Task instructions:
Copy out, from the data below, each line in which the word "bytes" occurs.

Content starts

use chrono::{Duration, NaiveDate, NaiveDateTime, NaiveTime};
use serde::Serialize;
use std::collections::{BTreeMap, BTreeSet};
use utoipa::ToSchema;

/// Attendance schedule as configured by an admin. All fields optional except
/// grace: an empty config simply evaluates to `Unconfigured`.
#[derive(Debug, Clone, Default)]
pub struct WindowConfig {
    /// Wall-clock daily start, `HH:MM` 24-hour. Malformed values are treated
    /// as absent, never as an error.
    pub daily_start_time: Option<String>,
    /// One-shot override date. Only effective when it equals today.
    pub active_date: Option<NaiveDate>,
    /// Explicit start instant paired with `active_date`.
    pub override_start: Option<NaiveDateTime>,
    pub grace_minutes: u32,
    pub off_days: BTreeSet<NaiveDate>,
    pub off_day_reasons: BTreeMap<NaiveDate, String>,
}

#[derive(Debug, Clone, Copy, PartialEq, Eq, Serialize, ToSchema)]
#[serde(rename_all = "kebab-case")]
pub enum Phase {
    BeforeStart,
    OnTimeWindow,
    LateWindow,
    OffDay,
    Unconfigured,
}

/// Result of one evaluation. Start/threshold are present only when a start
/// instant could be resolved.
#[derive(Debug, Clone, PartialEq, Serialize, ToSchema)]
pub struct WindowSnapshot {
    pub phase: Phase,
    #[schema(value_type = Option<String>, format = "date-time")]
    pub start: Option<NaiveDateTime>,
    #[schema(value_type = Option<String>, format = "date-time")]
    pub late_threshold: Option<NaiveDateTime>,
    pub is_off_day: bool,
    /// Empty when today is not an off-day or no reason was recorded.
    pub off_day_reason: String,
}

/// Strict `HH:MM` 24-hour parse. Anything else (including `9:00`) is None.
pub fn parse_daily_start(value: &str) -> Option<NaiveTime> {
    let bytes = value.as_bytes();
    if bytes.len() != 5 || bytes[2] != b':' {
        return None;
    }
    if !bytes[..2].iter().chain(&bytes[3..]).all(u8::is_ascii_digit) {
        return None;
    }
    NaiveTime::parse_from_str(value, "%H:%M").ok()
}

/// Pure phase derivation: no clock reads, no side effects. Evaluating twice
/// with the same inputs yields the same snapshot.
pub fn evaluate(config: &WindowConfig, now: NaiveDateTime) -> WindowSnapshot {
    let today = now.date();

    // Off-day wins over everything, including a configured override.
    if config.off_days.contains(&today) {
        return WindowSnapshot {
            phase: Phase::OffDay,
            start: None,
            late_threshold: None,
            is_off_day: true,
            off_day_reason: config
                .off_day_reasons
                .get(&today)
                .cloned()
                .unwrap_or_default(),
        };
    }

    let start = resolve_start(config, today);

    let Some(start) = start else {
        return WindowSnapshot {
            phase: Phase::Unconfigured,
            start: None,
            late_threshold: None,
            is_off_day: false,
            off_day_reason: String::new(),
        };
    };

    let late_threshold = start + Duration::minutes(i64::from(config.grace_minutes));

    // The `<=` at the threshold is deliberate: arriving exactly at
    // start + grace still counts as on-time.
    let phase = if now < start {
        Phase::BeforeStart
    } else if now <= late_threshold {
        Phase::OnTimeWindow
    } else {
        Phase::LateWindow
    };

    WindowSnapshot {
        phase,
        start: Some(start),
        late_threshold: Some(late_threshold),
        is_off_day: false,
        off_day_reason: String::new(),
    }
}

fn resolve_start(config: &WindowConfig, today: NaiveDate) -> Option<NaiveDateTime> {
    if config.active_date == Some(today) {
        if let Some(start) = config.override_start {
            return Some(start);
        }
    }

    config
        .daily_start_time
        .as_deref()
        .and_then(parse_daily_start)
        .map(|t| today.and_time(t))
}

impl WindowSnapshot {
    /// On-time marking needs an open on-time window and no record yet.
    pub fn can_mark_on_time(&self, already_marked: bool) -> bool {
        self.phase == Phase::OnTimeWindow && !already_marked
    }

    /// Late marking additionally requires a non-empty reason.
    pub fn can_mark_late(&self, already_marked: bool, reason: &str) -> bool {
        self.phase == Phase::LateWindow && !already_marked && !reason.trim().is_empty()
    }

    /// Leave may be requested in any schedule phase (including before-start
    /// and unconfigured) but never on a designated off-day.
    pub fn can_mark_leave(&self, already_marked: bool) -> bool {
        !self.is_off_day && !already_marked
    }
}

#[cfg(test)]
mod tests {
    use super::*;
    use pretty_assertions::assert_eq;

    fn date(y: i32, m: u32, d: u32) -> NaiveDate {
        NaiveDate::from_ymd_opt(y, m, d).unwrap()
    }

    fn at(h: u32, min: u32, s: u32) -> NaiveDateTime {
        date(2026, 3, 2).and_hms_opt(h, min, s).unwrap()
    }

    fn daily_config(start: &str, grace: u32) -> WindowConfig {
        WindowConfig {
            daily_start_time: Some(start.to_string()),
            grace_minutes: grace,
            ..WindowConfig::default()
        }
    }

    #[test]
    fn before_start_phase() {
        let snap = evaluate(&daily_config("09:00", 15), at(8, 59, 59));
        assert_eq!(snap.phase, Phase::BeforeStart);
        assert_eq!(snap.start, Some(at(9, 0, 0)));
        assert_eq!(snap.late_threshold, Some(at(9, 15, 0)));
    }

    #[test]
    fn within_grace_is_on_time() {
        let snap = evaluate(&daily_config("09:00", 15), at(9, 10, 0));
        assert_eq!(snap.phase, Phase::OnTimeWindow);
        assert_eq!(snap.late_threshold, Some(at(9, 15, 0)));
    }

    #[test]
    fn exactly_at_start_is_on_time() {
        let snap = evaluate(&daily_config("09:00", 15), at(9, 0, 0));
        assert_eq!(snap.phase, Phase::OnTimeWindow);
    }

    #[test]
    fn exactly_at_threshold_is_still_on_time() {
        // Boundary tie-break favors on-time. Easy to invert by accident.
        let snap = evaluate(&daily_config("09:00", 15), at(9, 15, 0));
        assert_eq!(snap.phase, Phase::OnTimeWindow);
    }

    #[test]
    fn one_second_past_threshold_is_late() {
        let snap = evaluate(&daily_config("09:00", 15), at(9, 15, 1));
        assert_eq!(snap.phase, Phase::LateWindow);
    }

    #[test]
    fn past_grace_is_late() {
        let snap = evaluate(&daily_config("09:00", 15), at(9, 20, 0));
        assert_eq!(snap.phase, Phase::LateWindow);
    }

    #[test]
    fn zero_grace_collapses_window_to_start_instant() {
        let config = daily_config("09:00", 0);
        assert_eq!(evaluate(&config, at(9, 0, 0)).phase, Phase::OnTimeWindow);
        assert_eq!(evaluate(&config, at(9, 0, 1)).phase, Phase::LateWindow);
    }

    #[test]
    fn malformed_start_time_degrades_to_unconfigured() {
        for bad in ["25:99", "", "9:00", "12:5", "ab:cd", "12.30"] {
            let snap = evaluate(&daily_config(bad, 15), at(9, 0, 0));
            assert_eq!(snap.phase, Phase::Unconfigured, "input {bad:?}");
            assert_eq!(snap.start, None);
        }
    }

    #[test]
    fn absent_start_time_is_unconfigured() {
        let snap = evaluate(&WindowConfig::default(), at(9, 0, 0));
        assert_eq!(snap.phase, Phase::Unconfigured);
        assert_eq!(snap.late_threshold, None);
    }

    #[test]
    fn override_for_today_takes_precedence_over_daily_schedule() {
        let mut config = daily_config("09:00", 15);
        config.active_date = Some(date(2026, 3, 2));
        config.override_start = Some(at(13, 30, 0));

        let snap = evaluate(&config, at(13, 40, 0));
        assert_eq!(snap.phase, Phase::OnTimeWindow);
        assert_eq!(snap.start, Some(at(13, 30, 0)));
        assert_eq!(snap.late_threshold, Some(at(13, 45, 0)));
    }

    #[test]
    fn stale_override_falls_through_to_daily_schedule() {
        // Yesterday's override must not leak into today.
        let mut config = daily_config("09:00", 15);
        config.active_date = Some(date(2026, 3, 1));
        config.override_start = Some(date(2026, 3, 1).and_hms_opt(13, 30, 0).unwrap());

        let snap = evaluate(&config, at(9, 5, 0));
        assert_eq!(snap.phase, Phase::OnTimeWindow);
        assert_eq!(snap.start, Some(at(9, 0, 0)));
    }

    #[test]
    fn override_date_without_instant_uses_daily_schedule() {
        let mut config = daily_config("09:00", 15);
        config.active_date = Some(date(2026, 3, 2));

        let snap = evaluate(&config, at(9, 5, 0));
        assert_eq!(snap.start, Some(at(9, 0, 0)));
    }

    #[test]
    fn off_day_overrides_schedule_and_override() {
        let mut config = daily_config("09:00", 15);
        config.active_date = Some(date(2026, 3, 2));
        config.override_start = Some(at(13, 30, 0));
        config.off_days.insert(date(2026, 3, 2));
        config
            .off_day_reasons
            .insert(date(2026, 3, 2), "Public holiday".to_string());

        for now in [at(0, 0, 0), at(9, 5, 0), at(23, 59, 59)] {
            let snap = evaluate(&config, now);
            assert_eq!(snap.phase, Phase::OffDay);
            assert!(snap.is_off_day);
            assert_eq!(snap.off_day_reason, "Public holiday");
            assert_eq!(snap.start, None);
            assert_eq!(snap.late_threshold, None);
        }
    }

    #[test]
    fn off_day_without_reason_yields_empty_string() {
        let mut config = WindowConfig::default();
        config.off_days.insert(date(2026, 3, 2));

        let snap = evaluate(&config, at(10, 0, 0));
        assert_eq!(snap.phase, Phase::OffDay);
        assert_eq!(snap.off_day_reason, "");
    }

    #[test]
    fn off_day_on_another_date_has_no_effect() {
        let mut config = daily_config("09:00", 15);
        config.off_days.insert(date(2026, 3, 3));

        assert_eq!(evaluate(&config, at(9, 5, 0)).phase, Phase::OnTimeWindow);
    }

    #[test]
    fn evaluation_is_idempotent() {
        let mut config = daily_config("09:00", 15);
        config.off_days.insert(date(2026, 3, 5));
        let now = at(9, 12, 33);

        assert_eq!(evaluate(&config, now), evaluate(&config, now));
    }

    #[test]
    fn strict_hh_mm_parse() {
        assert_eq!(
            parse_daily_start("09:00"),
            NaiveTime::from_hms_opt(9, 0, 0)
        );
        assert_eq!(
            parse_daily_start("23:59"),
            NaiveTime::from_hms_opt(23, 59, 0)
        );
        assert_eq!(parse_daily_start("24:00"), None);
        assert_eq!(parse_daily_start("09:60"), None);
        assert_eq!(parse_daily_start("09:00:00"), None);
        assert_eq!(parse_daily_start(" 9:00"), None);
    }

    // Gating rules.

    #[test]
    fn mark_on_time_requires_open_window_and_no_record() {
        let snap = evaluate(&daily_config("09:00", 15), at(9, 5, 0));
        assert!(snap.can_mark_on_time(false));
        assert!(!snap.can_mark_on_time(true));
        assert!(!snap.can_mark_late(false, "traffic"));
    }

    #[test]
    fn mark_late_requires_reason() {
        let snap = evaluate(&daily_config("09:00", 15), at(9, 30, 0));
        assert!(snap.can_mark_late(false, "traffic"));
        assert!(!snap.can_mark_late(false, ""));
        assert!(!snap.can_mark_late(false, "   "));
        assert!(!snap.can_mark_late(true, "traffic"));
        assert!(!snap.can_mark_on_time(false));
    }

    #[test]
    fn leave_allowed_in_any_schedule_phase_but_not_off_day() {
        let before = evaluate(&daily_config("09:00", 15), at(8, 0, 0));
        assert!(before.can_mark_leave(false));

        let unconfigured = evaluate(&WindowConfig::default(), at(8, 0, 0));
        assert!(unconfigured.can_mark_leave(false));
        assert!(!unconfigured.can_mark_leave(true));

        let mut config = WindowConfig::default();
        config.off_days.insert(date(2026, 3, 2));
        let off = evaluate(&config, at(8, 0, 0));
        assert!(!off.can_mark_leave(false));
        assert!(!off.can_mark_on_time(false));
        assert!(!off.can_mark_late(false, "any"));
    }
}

Content ends
Content starts

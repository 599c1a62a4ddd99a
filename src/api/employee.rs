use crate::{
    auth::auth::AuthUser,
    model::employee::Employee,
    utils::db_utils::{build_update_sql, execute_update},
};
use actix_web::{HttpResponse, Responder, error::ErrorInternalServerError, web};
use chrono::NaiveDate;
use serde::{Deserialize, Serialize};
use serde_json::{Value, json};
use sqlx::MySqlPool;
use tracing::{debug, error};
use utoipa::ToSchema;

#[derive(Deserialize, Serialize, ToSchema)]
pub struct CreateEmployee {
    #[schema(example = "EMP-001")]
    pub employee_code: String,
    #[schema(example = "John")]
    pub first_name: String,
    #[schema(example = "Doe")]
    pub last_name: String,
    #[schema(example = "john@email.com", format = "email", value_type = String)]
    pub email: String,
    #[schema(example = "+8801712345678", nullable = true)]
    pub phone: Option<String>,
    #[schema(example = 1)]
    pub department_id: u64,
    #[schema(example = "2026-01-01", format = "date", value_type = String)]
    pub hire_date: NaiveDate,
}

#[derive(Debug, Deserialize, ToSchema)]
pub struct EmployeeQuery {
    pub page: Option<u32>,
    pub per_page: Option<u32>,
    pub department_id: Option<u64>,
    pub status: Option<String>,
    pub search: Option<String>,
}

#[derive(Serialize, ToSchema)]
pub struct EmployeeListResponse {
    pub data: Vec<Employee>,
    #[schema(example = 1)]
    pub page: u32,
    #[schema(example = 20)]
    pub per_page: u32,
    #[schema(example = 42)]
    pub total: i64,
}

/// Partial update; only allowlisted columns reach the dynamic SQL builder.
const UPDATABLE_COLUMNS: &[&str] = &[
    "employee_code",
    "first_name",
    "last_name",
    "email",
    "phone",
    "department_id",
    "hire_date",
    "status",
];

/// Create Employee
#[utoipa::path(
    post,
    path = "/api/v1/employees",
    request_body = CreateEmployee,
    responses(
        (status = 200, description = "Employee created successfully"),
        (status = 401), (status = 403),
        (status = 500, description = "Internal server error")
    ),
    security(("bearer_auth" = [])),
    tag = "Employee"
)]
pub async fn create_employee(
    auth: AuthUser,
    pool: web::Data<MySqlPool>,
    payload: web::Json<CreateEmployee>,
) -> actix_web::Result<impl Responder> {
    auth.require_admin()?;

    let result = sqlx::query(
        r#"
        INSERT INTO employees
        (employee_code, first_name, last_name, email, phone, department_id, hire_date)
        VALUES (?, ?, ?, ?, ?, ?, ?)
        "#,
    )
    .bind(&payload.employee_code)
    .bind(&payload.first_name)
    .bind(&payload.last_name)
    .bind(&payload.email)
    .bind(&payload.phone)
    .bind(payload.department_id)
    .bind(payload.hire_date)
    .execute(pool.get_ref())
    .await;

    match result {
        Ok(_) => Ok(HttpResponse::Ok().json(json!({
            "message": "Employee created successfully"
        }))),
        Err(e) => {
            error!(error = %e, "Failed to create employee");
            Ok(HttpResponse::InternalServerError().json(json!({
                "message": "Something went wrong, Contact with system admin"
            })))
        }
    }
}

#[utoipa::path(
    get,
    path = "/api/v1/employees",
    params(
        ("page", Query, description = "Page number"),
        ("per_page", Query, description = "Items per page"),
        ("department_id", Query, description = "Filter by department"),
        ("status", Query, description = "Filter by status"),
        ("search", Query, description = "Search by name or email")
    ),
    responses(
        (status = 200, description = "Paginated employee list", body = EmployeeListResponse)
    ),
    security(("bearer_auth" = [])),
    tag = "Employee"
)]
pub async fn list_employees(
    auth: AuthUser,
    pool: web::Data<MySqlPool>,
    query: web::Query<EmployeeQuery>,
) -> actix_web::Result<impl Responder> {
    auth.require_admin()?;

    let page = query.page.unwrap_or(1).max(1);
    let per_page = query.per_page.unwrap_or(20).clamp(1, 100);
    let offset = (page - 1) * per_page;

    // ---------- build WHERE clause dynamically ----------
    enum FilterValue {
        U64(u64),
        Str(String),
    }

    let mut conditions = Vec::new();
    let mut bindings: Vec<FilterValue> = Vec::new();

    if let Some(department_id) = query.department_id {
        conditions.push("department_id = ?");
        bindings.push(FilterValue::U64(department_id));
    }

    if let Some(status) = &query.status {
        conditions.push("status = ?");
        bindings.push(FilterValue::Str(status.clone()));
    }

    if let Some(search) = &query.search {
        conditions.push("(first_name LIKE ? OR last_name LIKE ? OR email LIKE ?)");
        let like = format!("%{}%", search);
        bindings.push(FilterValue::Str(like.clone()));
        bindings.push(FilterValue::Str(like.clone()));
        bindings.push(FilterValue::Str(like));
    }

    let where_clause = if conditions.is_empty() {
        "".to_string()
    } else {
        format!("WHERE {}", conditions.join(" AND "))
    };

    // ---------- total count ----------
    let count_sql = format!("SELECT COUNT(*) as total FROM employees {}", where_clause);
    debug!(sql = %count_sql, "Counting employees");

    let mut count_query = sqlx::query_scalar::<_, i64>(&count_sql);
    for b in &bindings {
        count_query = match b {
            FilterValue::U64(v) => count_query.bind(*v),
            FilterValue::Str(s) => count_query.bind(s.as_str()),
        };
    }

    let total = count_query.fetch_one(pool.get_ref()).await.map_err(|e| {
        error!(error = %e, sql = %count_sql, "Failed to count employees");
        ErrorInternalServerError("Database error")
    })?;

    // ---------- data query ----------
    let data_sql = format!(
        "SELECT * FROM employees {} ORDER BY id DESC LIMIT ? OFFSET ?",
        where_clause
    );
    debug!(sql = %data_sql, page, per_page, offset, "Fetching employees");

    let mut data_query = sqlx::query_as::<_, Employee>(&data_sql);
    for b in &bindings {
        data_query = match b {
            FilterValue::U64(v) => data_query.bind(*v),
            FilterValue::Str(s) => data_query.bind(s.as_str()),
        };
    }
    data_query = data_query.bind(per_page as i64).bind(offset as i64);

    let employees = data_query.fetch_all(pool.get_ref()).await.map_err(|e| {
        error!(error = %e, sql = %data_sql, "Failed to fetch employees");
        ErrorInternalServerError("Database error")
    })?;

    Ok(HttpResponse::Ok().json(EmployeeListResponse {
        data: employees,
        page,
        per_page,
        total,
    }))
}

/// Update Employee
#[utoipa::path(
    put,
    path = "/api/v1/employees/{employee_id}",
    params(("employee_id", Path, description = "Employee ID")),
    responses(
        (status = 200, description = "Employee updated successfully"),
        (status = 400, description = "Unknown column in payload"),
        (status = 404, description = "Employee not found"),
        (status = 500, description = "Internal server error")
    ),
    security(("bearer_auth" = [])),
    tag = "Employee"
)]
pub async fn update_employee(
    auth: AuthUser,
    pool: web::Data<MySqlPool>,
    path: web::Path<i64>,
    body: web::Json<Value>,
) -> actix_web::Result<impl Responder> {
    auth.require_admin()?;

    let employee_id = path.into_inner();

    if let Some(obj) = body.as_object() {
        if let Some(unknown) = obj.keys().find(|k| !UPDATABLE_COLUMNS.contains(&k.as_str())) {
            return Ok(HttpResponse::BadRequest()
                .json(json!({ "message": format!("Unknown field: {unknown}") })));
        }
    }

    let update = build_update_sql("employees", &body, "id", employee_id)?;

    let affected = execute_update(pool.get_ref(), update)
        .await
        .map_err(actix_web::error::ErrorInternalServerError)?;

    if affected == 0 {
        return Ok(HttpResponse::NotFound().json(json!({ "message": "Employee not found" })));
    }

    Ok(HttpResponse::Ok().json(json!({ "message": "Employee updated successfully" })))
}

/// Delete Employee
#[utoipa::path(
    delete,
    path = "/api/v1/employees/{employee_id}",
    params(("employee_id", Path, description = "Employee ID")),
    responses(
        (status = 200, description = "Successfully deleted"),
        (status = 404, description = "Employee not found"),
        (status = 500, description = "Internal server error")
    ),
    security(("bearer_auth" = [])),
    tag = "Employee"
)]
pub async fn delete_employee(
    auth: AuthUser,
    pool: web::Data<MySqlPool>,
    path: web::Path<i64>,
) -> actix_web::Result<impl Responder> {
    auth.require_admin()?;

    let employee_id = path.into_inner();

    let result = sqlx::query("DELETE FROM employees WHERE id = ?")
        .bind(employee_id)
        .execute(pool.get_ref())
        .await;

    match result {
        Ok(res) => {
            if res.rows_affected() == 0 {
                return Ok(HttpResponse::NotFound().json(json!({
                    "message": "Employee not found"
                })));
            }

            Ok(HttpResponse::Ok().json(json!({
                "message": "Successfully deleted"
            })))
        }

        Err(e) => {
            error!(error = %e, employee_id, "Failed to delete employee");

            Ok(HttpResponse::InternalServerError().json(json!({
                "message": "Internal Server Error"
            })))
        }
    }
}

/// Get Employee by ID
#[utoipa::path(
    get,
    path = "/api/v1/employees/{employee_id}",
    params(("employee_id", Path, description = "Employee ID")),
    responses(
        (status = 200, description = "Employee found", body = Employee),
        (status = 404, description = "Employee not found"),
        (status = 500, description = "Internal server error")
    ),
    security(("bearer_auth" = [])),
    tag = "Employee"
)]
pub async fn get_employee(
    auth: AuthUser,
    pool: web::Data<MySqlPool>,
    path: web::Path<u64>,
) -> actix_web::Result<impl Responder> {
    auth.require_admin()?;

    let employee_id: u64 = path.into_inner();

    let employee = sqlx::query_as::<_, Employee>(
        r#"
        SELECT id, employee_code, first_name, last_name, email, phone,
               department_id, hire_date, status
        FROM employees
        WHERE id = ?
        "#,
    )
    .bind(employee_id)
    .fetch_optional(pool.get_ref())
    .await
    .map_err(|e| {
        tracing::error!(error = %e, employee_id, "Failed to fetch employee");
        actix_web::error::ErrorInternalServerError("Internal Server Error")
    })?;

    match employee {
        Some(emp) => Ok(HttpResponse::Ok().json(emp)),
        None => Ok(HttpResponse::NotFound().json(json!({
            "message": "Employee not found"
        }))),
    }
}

Content ends

Output below:
    let bytes = value.as_bytes();
    if bytes.len() != 5 || bytes[2] != b':' {
    if !bytes[..2].iter().chain(&bytes[3..]).all(u8::is_ascii_digit) {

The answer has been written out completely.